Data entries

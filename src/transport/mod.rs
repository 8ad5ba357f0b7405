//! Media-transport collaborator seam
//!
//! The actual media engine (ICE, DTLS, RTP, codec negotiation) lives outside
//! this crate. Per connection it is driven through the [`MediaTransport`]
//! trait and reports back through a channel of [`TransportEvent`]s, so the
//! orchestration core never touches media bytes and can be tested by
//! injecting synthetic notifications.

use std::sync::Arc;

use async_trait::async_trait;
use serde::{Deserialize, Serialize};
use tokio::sync::broadcast;
use tokio::sync::mpsc;

use crate::relay::{SourceTrack, TrackFrame, TrackKind};

pub mod loopback;

pub use loopback::{LoopbackFactory, LoopbackTransport};

/// Type tag of a session description
#[derive(Debug, Clone, Copy, PartialEq, Eq, Serialize, Deserialize)]
#[serde(rename_all = "lowercase")]
pub enum SdpType {
    /// The first message of the negotiation exchange
    Offer,
    /// The response completing the exchange
    Answer,
}

/// An SDP-like session description plus its type tag
///
/// This is the signaling payload: peers POST an offer and receive an answer.
/// Serialized with `type`/`sdp` fields to match the browser-side
/// `RTCSessionDescription` JSON shape.
#[derive(Debug, Clone, PartialEq, Eq, Serialize, Deserialize)]
pub struct SessionDescription {
    /// Description type
    #[serde(rename = "type")]
    pub sdp_type: SdpType,
    /// Description body
    pub sdp: String,
}

impl SessionDescription {
    /// Create an offer description
    pub fn offer(sdp: impl Into<String>) -> Self {
        Self {
            sdp_type: SdpType::Offer,
            sdp: sdp.into(),
        }
    }

    /// Create an answer description
    pub fn answer(sdp: impl Into<String>) -> Self {
        Self {
            sdp_type: SdpType::Answer,
            sdp: sdp.into(),
        }
    }

    /// Check whether this description is an offer
    pub fn is_offer(&self) -> bool {
        self.sdp_type == SdpType::Offer
    }
}

/// Connection state as reported by the transport engine
#[derive(Debug, Clone, Copy, PartialEq, Eq)]
pub enum TransportState {
    /// Negotiation/ICE in progress
    Connecting,
    /// Media is flowing
    Connected,
    /// The transport gave up on the connection
    Failed,
    /// The connection was closed
    Closed,
}

impl std::fmt::Display for TransportState {
    fn fmt(&self, f: &mut std::fmt::Formatter<'_>) -> std::fmt::Result {
        let s = match self {
            TransportState::Connecting => "connecting",
            TransportState::Connected => "connected",
            TransportState::Failed => "failed",
            TransportState::Closed => "closed",
        };
        f.write_str(s)
    }
}

/// Asynchronous notification from the transport engine
///
/// Delivered over the per-connection event channel returned by
/// [`TransportFactory::create_transport`]. The negotiation coordinator drains
/// this channel in a spawned task; the transport's own notification model
/// stays decoupled from the core's control flow.
#[derive(Debug)]
pub enum TransportEvent {
    /// The connection state changed
    StateChanged(TransportState),
    /// An inbound track arrived (broadcaster connections only)
    TrackReceived(SourceTrack),
}

/// Error type for transport operations
#[derive(Debug, Clone)]
pub enum TransportError {
    /// The description could not be parsed or applied
    InvalidDescription(String),
    /// The transport failed mid-operation
    Failed(String),
    /// The transport is already closed
    Closed,
}

impl std::fmt::Display for TransportError {
    fn fmt(&self, f: &mut std::fmt::Formatter<'_>) -> std::fmt::Result {
        match self {
            TransportError::InvalidDescription(reason) => {
                write!(f, "Invalid session description: {}", reason)
            }
            TransportError::Failed(reason) => write!(f, "Transport failed: {}", reason),
            TransportError::Closed => write!(f, "Transport is closed"),
        }
    }
}

impl std::error::Error for TransportError {}

/// Per-connection interface onto the external media engine
///
/// All methods may suspend while the engine performs its own asynchronous
/// work; this crate only awaits completion, it never drives the engine.
#[async_trait]
pub trait MediaTransport: Send + Sync {
    /// Apply the remote peer's description (the received offer)
    async fn apply_remote_description(
        &self,
        desc: &SessionDescription,
    ) -> Result<(), TransportError>;

    /// Produce a local description answering the applied offer
    async fn create_local_description(&self) -> Result<SessionDescription, TransportError>;

    /// Apply the local description, committing the negotiation
    async fn apply_local_description(
        &self,
        desc: &SessionDescription,
    ) -> Result<(), TransportError>;

    /// Attach a relayed track to this connection's outbound media
    ///
    /// `frames` is the media path; the accounting subscription stays with the
    /// owning connection.
    async fn attach_track(
        &self,
        kind: TrackKind,
        frames: broadcast::Receiver<TrackFrame>,
    ) -> Result<(), TransportError>;

    /// Tear the transport down
    async fn close(&self) -> Result<(), TransportError>;
}

/// Factory producing one transport (and its event channel) per connection
#[async_trait]
pub trait TransportFactory: Send + Sync {
    /// Create a transport for a new connection
    async fn create_transport(
        &self,
    ) -> Result<
        (
            Arc<dyn MediaTransport>,
            mpsc::UnboundedReceiver<TransportEvent>,
        ),
        TransportError,
    >;
}
//! In-process transport for tests and demos
//!
//! Stands in for a real media engine: descriptions are accepted verbatim,
//! answers are synthesized from the attached tracks, and state changes or
//! inbound tracks are injected by the test through the factory's retained
//! handles. No media bytes are moved beyond the relay's own channels.

use std::sync::atomic::{AtomicBool, AtomicU64, Ordering};
use std::sync::{Arc, Mutex};

use async_trait::async_trait;
use tokio::sync::broadcast;
use tokio::sync::mpsc;

use crate::relay::{SourceTrack, TrackFrame, TrackId, TrackKind};

use super::{
    MediaTransport, SessionDescription, TransportError, TransportEvent, TransportFactory,
    TransportState,
};

/// Frame buffer capacity for tracks created by [`LoopbackFactory::new_track`]
const FRAME_CAPACITY: usize = 64;

#[derive(Default)]
struct Inner {
    remote: Option<SessionDescription>,
    local: Option<SessionDescription>,
    attached: Vec<(TrackKind, broadcast::Receiver<TrackFrame>)>,
    closed: bool,
    fail_negotiation: bool,
    fail_close: bool,
}

/// Transport stand-in that loops signaling back to the caller
pub struct LoopbackTransport {
    events: mpsc::UnboundedSender<TransportEvent>,
    inner: Mutex<Inner>,
}

impl LoopbackTransport {
    /// Create a transport and the event channel it reports on
    pub fn new() -> (Arc<Self>, mpsc::UnboundedReceiver<TransportEvent>) {
        let (tx, rx) = mpsc::unbounded_channel();

        let transport = Arc::new(Self {
            events: tx,
            inner: Mutex::new(Inner::default()),
        });

        (transport, rx)
    }

    /// Inject an inbound-track notification, as the engine would on
    /// receiving the broadcaster's media
    pub fn deliver_track(&self, track: SourceTrack) {
        let _ = self.events.send(TransportEvent::TrackReceived(track));
    }

    /// Inject a state-change notification
    pub fn set_state(&self, state: TransportState) {
        let _ = self.events.send(TransportEvent::StateChanged(state));
    }

    /// Make the next negotiation step fail
    pub fn fail_negotiation(&self) {
        self.inner.lock().unwrap().fail_negotiation = true;
    }

    /// Make `close` report a failure
    pub fn fail_close(&self) {
        self.inner.lock().unwrap().fail_close = true;
    }

    /// Kinds attached to this transport, in attachment order
    pub fn attached_kinds(&self) -> Vec<TrackKind> {
        self.inner
            .lock()
            .unwrap()
            .attached
            .iter()
            .map(|(kind, _)| *kind)
            .collect()
    }

    /// The remote description applied to this transport, if any
    pub fn remote_description(&self) -> Option<SessionDescription> {
        self.inner.lock().unwrap().remote.clone()
    }

    /// Whether the transport has been closed
    pub fn is_closed(&self) -> bool {
        self.inner.lock().unwrap().closed
    }

    fn check_open(inner: &Inner) -> Result<(), TransportError> {
        if inner.closed {
            Err(TransportError::Closed)
        } else {
            Ok(())
        }
    }
}

#[async_trait]
impl MediaTransport for LoopbackTransport {
    async fn apply_remote_description(
        &self,
        desc: &SessionDescription,
    ) -> Result<(), TransportError> {
        let mut inner = self.inner.lock().unwrap();
        Self::check_open(&inner)?;

        if desc.sdp.trim().is_empty() {
            return Err(TransportError::InvalidDescription("empty sdp".into()));
        }

        inner.remote = Some(desc.clone());
        Ok(())
    }

    async fn create_local_description(&self) -> Result<SessionDescription, TransportError> {
        let mut inner = self.inner.lock().unwrap();
        Self::check_open(&inner)?;

        if inner.fail_negotiation {
            inner.fail_negotiation = false;
            return Err(TransportError::Failed("simulated negotiation failure".into()));
        }

        if inner.remote.is_none() {
            return Err(TransportError::InvalidDescription(
                "no remote description applied".into(),
            ));
        }

        // Synthesize an answer whose media sections mirror the attached
        // tracks, in attachment order.
        let mut sdp = String::from("v=0\r\ns=loopback\r\n");
        for (kind, _) in &inner.attached {
            sdp.push_str(&format!("m={} 9 UDP/TLS/RTP/SAVPF 0\r\n", kind));
        }

        Ok(SessionDescription::answer(sdp))
    }

    async fn apply_local_description(
        &self,
        desc: &SessionDescription,
    ) -> Result<(), TransportError> {
        let mut inner = self.inner.lock().unwrap();
        Self::check_open(&inner)?;

        inner.local = Some(desc.clone());
        Ok(())
    }

    async fn attach_track(
        &self,
        kind: TrackKind,
        frames: broadcast::Receiver<TrackFrame>,
    ) -> Result<(), TransportError> {
        let mut inner = self.inner.lock().unwrap();
        Self::check_open(&inner)?;

        inner.attached.push((kind, frames));
        Ok(())
    }

    async fn close(&self) -> Result<(), TransportError> {
        let mut inner = self.inner.lock().unwrap();
        if inner.closed {
            return Ok(());
        }

        inner.closed = true;
        inner.attached.clear();

        if inner.fail_close {
            return Err(TransportError::Failed("simulated close failure".into()));
        }
        Ok(())
    }
}

/// Factory that retains handles to every transport it creates
///
/// Tests drive a scenario by calling `publish`/`view` on the server, then
/// fetching the matching transport handle here to inject notifications.
pub struct LoopbackFactory {
    created: Mutex<Vec<Arc<LoopbackTransport>>>,
    next_track_id: AtomicU64,
    fail_next_negotiation: AtomicBool,
}

impl LoopbackFactory {
    /// Create an empty factory
    pub fn new() -> Arc<Self> {
        Arc::new(Self {
            created: Mutex::new(Vec::new()),
            next_track_id: AtomicU64::new(1),
            fail_next_negotiation: AtomicBool::new(false),
        })
    }

    /// Arm a negotiation failure on the next transport created
    pub fn fail_next_negotiation(&self) {
        self.fail_next_negotiation.store(true, Ordering::Relaxed);
    }

    /// Transport created for the `index`-th connection
    pub fn created(&self, index: usize) -> Option<Arc<LoopbackTransport>> {
        self.created.lock().unwrap().get(index).cloned()
    }

    /// Most recently created transport
    pub fn last(&self) -> Option<Arc<LoopbackTransport>> {
        self.created.lock().unwrap().last().cloned()
    }

    /// Number of transports created so far
    pub fn created_count(&self) -> usize {
        self.created.lock().unwrap().len()
    }

    /// Build a source track with a fresh ID, as the engine would for an
    /// inbound media stream
    pub fn new_track(&self, kind: TrackKind) -> SourceTrack {
        let id = TrackId(self.next_track_id.fetch_add(1, Ordering::Relaxed));
        SourceTrack::new(id, kind, FRAME_CAPACITY)
    }
}

#[async_trait]
impl TransportFactory for LoopbackFactory {
    async fn create_transport(
        &self,
    ) -> Result<
        (
            Arc<dyn MediaTransport>,
            mpsc::UnboundedReceiver<TransportEvent>,
        ),
        TransportError,
    > {
        let (transport, events) = LoopbackTransport::new();
        if self.fail_next_negotiation.swap(false, Ordering::Relaxed) {
            transport.fail_negotiation();
        }
        self.created.lock().unwrap().push(Arc::clone(&transport));

        Ok((transport, events))
    }
}

#[cfg(test)]
mod tests {
    use super::*;

    #[tokio::test]
    async fn test_answer_mirrors_attached_kinds() {
        let (transport, _events) = LoopbackTransport::new();

        transport
            .apply_remote_description(&SessionDescription::offer("v=0\r\n"))
            .await
            .unwrap();

        let (audio_tx, _) = broadcast::channel::<TrackFrame>(4);
        let (video_tx, _) = broadcast::channel::<TrackFrame>(4);

        transport
            .attach_track(TrackKind::Audio, audio_tx.subscribe())
            .await
            .unwrap();
        transport
            .attach_track(TrackKind::Video, video_tx.subscribe())
            .await
            .unwrap();

        assert_eq!(
            transport.attached_kinds(),
            vec![TrackKind::Audio, TrackKind::Video]
        );

        let answer = transport.create_local_description().await.unwrap();
        let audio_pos = answer.sdp.find("m=audio").unwrap();
        let video_pos = answer.sdp.find("m=video").unwrap();
        assert!(audio_pos < video_pos);
    }

    #[tokio::test]
    async fn test_rejects_empty_offer() {
        let (transport, _events) = LoopbackTransport::new();

        let result = transport
            .apply_remote_description(&SessionDescription::offer("  "))
            .await;
        assert!(matches!(
            result,
            Err(TransportError::InvalidDescription(_))
        ));
    }

    #[tokio::test]
    async fn test_close_is_idempotent_and_detaches() {
        let (transport, _events) = LoopbackTransport::new();
        let factory = LoopbackFactory::new();

        let track = Arc::new(factory.new_track(TrackKind::Video));
        let sub = track.attach(1);
        transport
            .attach_track(TrackKind::Video, sub.frames())
            .await
            .unwrap();

        transport.close().await.unwrap();
        assert!(transport.is_closed());
        transport.close().await.unwrap();

        let result = transport.create_local_description().await;
        assert!(matches!(result, Err(TransportError::Closed)));
        drop(sub);
        assert_eq!(track.subscriber_count(), 0);
    }
}
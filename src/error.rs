//! Crate-level error types
//!
//! Negotiation errors are local to the offending connection: they terminate
//! that connection only, and never corrupt registry or relay state.

use crate::registry::RegistryError;
use crate::relay::{GateTimeout, RelayError, TrackKind};
use crate::transport::TransportError;

/// Result alias used throughout the crate
pub type Result<T> = std::result::Result<T, Error>;

/// Top-level error for signaling and relay operations
#[derive(Debug)]
pub enum Error {
    /// Malformed or unacceptable remote description
    InvalidOffer(String),
    /// Transport-reported failure during the offer/answer exchange
    NegotiationFailed(TransportError),
    /// No track of this kind has been published
    NoSource(TrackKind),
    /// The gated wait expired before any requested kind was published
    WaitTimeout(TrackKind),
    /// Another broadcaster is already live and takeover is disabled
    BroadcasterActive,
    /// The configured connection limit was reached
    ConnectionLimit(usize),
}

impl std::fmt::Display for Error {
    fn fmt(&self, f: &mut std::fmt::Formatter<'_>) -> std::fmt::Result {
        match self {
            Error::InvalidOffer(reason) => write!(f, "Invalid offer: {}", reason),
            Error::NegotiationFailed(e) => write!(f, "Negotiation failed: {}", e),
            Error::NoSource(kind) => write!(f, "No source track published for {}", kind),
            Error::WaitTimeout(kind) => {
                write!(f, "Timed out waiting for a {} source", kind)
            }
            Error::BroadcasterActive => write!(f, "A broadcaster is already active"),
            Error::ConnectionLimit(max) => {
                write!(f, "Connection limit reached ({} connections)", max)
            }
        }
    }
}

impl std::error::Error for Error {
    fn source(&self) -> Option<&(dyn std::error::Error + 'static)> {
        match self {
            Error::NegotiationFailed(e) => Some(e),
            _ => None,
        }
    }
}

impl From<TransportError> for Error {
    fn from(e: TransportError) -> Self {
        Error::NegotiationFailed(e)
    }
}

impl From<RelayError> for Error {
    fn from(e: RelayError) -> Self {
        match e {
            RelayError::NoSource(kind) => Error::NoSource(kind),
        }
    }
}

impl From<RegistryError> for Error {
    fn from(e: RegistryError) -> Self {
        match e {
            RegistryError::BroadcasterActive => Error::BroadcasterActive,
            RegistryError::ConnectionLimit(max) => Error::ConnectionLimit(max),
        }
    }
}

impl From<GateTimeout> for Error {
    fn from(e: GateTimeout) -> Self {
        Error::WaitTimeout(e.kind)
    }
}
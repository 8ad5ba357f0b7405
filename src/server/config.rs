//! Relay server configuration

use std::time::Duration;

/// Server configuration options
#[derive(Debug, Clone)]
pub struct RelayConfig {
    /// Maximum concurrent connections (0 = unlimited)
    pub max_connections: usize,

    /// How long a viewer negotiation waits for a kind to be published
    ///
    /// `None` waits indefinitely, matching the behavior of a relay with no
    /// bounded-wait policy. A kind that times out is skipped; a viewer that
    /// attaches nothing fails its negotiation.
    pub gate_wait_timeout: Option<Duration>,

    /// Whether a second broadcaster may replace a live one
    ///
    /// When disabled (the default), a publish offer is rejected while another
    /// broadcaster connection is live. When enabled, the new broadcaster's
    /// tracks overwrite the relay sources; viewers already attached keep the
    /// old tracks.
    pub broadcaster_takeover: bool,
}

impl Default for RelayConfig {
    fn default() -> Self {
        Self {
            max_connections: 0, // Unlimited
            gate_wait_timeout: Some(Duration::from_secs(30)),
            broadcaster_takeover: false,
        }
    }
}

impl RelayConfig {
    /// Set maximum connections
    pub fn max_connections(mut self, max: usize) -> Self {
        self.max_connections = max;
        self
    }

    /// Set the gated wait timeout (`None` = wait indefinitely)
    pub fn gate_wait_timeout(mut self, timeout: Option<Duration>) -> Self {
        self.gate_wait_timeout = timeout;
        self
    }

    /// Allow or reject broadcaster takeover
    pub fn broadcaster_takeover(mut self, allow: bool) -> Self {
        self.broadcaster_takeover = allow;
        self
    }
}

#[cfg(test)]
mod tests {
    use super::*;

    #[test]
    fn test_default_config() {
        let config = RelayConfig::default();

        assert_eq!(config.max_connections, 0);
        assert_eq!(config.gate_wait_timeout, Some(Duration::from_secs(30)));
        assert!(!config.broadcaster_takeover);
    }

    #[test]
    fn test_builder_chaining() {
        let config = RelayConfig::default()
            .max_connections(64)
            .gate_wait_timeout(Some(Duration::from_secs(5)))
            .broadcaster_takeover(true);

        assert_eq!(config.max_connections, 64);
        assert_eq!(config.gate_wait_timeout, Some(Duration::from_secs(5)));
        assert!(config.broadcaster_takeover);
    }

    #[test]
    fn test_builder_unbounded_wait() {
        let config = RelayConfig::default().gate_wait_timeout(None);

        assert_eq!(config.gate_wait_timeout, None);
    }
}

▶ _What you need to do_: When a line contains the string "that", copy it from the records.

▶ _Written answer_:
/// Transport stand-in that loops signaling back to the caller
/// Factory that retains handles to every transport it creates
//! that connection only, and never corrupt registry or relay state.
    /// bounded-wait policy. A kind that times out is skipped; a viewer that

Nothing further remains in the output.